优选地,所述PCR扩增的程序为:94℃预变性5min;94℃变性30s,55℃退火30s,72℃延伸30s,30个循环;72℃延伸5min。
优选地,所述PCR扩增的产物进行凝胶电泳检测。
更优选地,所述凝胶电泳检测,为:按照每板胶30mL 6%的丙烯酰胺胶+350μL10%过硫酸铵+15μL TEMED的用量配置胶液;用1×TBE缓冲液预电泳10min(400V),PCR产物加loading buffer后,按每孔5μL的量依次点样;400V电泳1h40min;用0.1%AgNO3溶液染色,染色后用显影并拍照保存结果。
本发明的水稻糊化温度基因ALK的分子标记及其引物和应用,具有以下优点:
本发明发现1892S(ALKG,ASV=3.5)材料与以广8B(ALKT,ASV=7.0)为代表的高碱消值(低糊化温度)材料除SNP4198A/G,SNP4329G/T和SNP4330C/T差异外,还在3’UTR存在4个碱基的插入,3’UTR 4个碱基ATCG的缺失或插入与SNP4198A/G、SNP4329G/T和SNP4330C/T连锁,根据这一差异设计Indel分子标记引物,并将该分子标记引物应用于高碱消值材料的选择育种,能够实现使用简单可靠的方法快速检测水稻分子标记辅助育种高/中碱消值材料的鉴定。相比于基于SNP设计的标记,不会出现类似基于SNP差异设计的标记在群体应用中不稳定的现象,而且采用Indel标记检测准确省时省力,每个泳道均只有主带和一条弱带,本发明的引物特异性较好。
附图说明
图1为水稻1892S与广8B材料部分序列比对图。
图2为用本发明的水稻糊化温度基因ALK的InDel分子标记ALK26检测10个高碱消值材料和1个中碱消值材料的鉴定图。
具体实施方式
下面将对本发明实施例中的技术方案进行清楚、完整地描述,显然,所描述的实施例仅仅是本发明一部分实施例,而不是全部的实施例。基于本发明中的实施例,本领域普通技术人员在没有做出创造性劳动前提下所获得的所有其他实施例,都属于本发明保护的范围。
实施例1引物设计
根据水稻材料1892S(基因ALKG,碱消值ASV=3.5,中碱消值)与广8B(基因ALKT,碱消值ASV=7.0,高碱消值)的ALK基因序列差异,除SNP4198A/G、SNP4329G/T和SNP4330C/T差异外,广8B材料较1892S材料在ALK基因的3’UTR缺失4个碱基ATCG,因此设计了引物ALK26(图1),引物ALK26的扩增片段包含这一差异,作为ALK基因内的连锁标记,将该分子标记引物应用于高碱消值材料的选择育种。

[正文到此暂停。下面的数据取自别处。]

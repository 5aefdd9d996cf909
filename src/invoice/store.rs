//! Saved-invoice archive: an append-only JSON list on disk.

use std::fs;
use std::path::{Path, PathBuf};

use serde::{Deserialize, Serialize};

use super::Invoice;
use crate::now_iso;

/// One archived snapshot. The invoice fields are flattened so the file
/// reads as a list of invoices with a `savedAt` stamp on each.
#[derive(Debug, Clone, Serialize, Deserialize)]
#[serde(rename_all = "camelCase")]
pub struct SavedInvoice {
    #[serde(flatten)]
    pub invoice: Invoice,
    pub saved_at: String,
}

/// Archive file handle. Every save is a full read-modify-write of the
/// list; entries are never deduplicated, so saving the same invoice twice
/// records two snapshots.
pub struct InvoiceArchive {
    path: PathBuf,
}

impl InvoiceArchive {
    pub fn new(path: impl Into<PathBuf>) -> InvoiceArchive {
        InvoiceArchive { path: path.into() }
    }

    pub fn path(&self) -> &Path {
        &self.path
    }

    /// Missing file reads as the empty archive; a present but malformed
    /// file is an error (never silently truncate someone's history).
    pub fn load(&self) -> Result<Vec<SavedInvoice>, String> {
        if !self.path.exists() {
            return Ok(Vec::new());
        }
        let raw = fs::read_to_string(&self.path).map_err(|e| e.to_string())?;
        if raw.trim().is_empty() {
            return Ok(Vec::new());
        }
        serde_json::from_str(&raw).map_err(|e| e.to_string())
    }

    /// Appends a snapshot stamped with the current time and returns the
    /// stored entry.
    pub fn save(&self, invoice: &Invoice) -> Result<SavedInvoice, String> {
        self.save_at(invoice, now_iso())
    }

    fn save_at(&self, invoice: &Invoice, saved_at: String) -> Result<SavedInvoice, String> {
        let mut entries = self.load()?;
        let entry = SavedInvoice {
            invoice: invoice.clone(),
            saved_at,
        };
        entries.push(entry.clone());
        self.write(&entries)?;
        Ok(entry)
    }

    fn write(&self, entries: &[SavedInvoice]) -> Result<(), String> {
        if let Some(dir) = self.path.parent() {
            if !dir.as_os_str().is_empty() {
                fs::create_dir_all(dir).map_err(|e| e.to_string())?;
            }
        }
        let json = serde_json::to_string_pretty(entries).map_err(|e| e.to_string())?;
        fs::write(&self.path, json).map_err(|e| e.to_string())
    }
}
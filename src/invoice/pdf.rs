//! A4 invoice rendering on top of printpdf.
//!
//! Coordinates in this module are top-based millimeters (origin at the top
//! left, y growing downwards) and get flipped to printpdf's bottom-left
//! origin inside the drawing helpers.

use std::path::{Path, PathBuf};

use printpdf::{
    path::PaintMode, BuiltinFont, Color, CustomPdfConformance, IndirectFontRef, Mm,
    PdfConformance, PdfDocument, PdfLayerReference, Rect, Rgb,
};

use super::Invoice;
use crate::{sanitize_filename, CompanyInfo};

const PAGE_W: f32 = 210.0;
const PAGE_H: f32 = 297.0;

// Header band and brand colors (0..255 sRGB)
const NAVY: (u8, u8, u8) = (13, 79, 139);
const ORANGE: (u8, u8, u8) = (242, 153, 74);
const WHITE: (u8, u8, u8) = (255, 255, 255);
const GRAY_TEXT: (u8, u8, u8) = (100, 100, 100);
const DARK_TEXT: (u8, u8, u8) = (60, 60, 60);
const FOOTER_TEXT: (u8, u8, u8) = (150, 150, 150);
const FOOTER_RULE: (u8, u8, u8) = (200, 200, 200);
const STRIPE: (u8, u8, u8) = (245, 245, 245);

// Items table geometry
const TABLE_LEFT: f32 = 15.0;
const COL_WIDTHS: [f32; 6] = [45.0, 50.0, 15.0, 25.0, 20.0, 25.0];
const TABLE_HEADERS: [&str; 6] = ["Item", "Description", "Qty", "Unit Price", "Discount", "Total"];
const CELL_PAD_X: f32 = 2.0;
const HEADER_ROW_H: f32 = 10.0;
const BODY_LINE_GAP: f32 = 4.5;
const BODY_FIRST_BASELINE: f32 = 6.5;
const BODY_PAD_BOTTOM: f32 = 3.5;

// Footer occupies the bottom of every page; the table never enters it.
const FOOTER_RESERVE: f32 = 35.0;
use once_cell::sync::Lazy;
use regex::Regex;

/// Prefix of a question line ("question").
pub const QUESTION_MARKER: &str = "དྲི་བ།";
/// Prefix of an answer line ("answer").
pub const ANSWER_MARKER: &str = "ལན།";

/// `<marker><digits>.<optional whitespace><text>`; `\d` is Unicode-aware, so
/// Tibetan digits (༡, ༢, …) number a question as well as ASCII ones.
static NUMBERED_QUESTION: Lazy<Regex> = Lazy::new(|| {
    Regex::new(&format!(r"^{}(\d+)\.\s*(.+)", regex::escape(QUESTION_MARKER)))
        .expect("numbered question pattern is valid")
});

/// A question line split into its optional number and its text.
#[derive(Debug, Clone, PartialEq, Eq)]
pub struct QuestionLine {
    pub number: Option<String>,
    pub text: String,
}

/// Split a trimmed question line. Lines that do not carry a `<digits>.`
/// prefix degrade to "whole remainder, no number".
pub fn split_question(line: &str) -> QuestionLine {
    match NUMBERED_QUESTION.captures(line) {
        Some(caps) => QuestionLine {
            number: Some(caps[1].to_string()),
            text: caps[2].to_string(),
        },
        None => QuestionLine {
            number: None,
            text: strip_marker(line, QUESTION_MARKER),
        },
    }
}

/// Remove every occurrence of `marker` from `line` and trim what is left.
pub fn strip_marker(line: &str, marker: &str) -> String {
    line.replace(marker, "").trim().to_string()
}

#[cfg(test)]
mod tests {
    use super::*;

    #[test]
    fn test_numbered_question() {
        let q = split_question("དྲི་བ།12. What is X?");
        assert_eq!(q.number.as_deref(), Some("12"));
        assert_eq!(q.text, "What is X?");
    }

    #[test]
    fn test_number_without_space() {
        let q = split_question("དྲི་བ།3.རླུང་ནད།");
        assert_eq!(q.number.as_deref(), Some("3"));
        assert_eq!(q.text, "རླུང་ནད།");
    }

    #[test]
    fn test_tibetan_digits() {
        let q = split_question("དྲི་བ།༡༢. མཁྲིས་པ།");
        assert_eq!(q.number.as_deref(), Some("༡༢"));
        assert_eq!(q.text, "མཁྲིས་པ།");
    }

    #[test]
    fn test_unnumbered_question_keeps_remainder() {
        let q = split_question("དྲི་བ། བད་ཀན་གྱི་ནད་རྟགས་གང་ཡིན།");
        assert_eq!(q.number, None);
        assert_eq!(q.text, "བད་ཀན་གྱི་ནད་རྟགས་གང་ཡིན།");
    }

    #[test]
    fn test_number_with_no_text_is_unnumbered() {
        let q = split_question("དྲི་བ།7.");
        assert_eq!(q.number, None);
        assert_eq!(q.text, "7.");
    }

    #[test]
    fn test_strip_marker_removes_every_occurrence() {
        assert_eq!(strip_marker("ལན། a ལན།b ", ANSWER_MARKER), "a b");
        assert_eq!(strip_marker("ལན།", ANSWER_MARKER), "");
    }
}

ALK26正向引物序列(SEQ ID NO.1)如下:
5’-AGCCTCCCTGAAGAAGCTTG-3’;
ALK26反向引物序列(SEQ ID NO.2)如下:
5’-GAACACACAAACCGGAAGCT-3’。
实施例2利用Indel分子标记ALK26鉴定水稻材料的糊化温度基因
1、试验材料
中碱消值水稻材料包括:1892S。
高碱消值水稻材料包括:广8B、川106B、川康606B、川绿609B、成恢3203、成恢727、IR24、晶4155S、川658S、丙4114。川康606B和川绿609B均是从川106B和川345B的杂交组合中选育而来的。川658S是从川香29B、成恢177和蜀恢527的杂交组合中选育而来的,是作为两系不育系材料应用的。
2、DNA提取
取3~5g水稻苗期组织,使用研钵研磨样品,采用CTAB法提取植物基因组DNA。
3、PCR扩增
PCR扩增体系为25μL,各试剂的具体用量如下:50~100ng/μL的DNA模板2μL、10μmol的正向引物1μL、10μmol的反向引物1μL、2×Taq Mix(包含PCRbuffer、3mM浓度的Mg2+、dNTP mixture、Taq酶等)12.5μL,双蒸水8.5μL。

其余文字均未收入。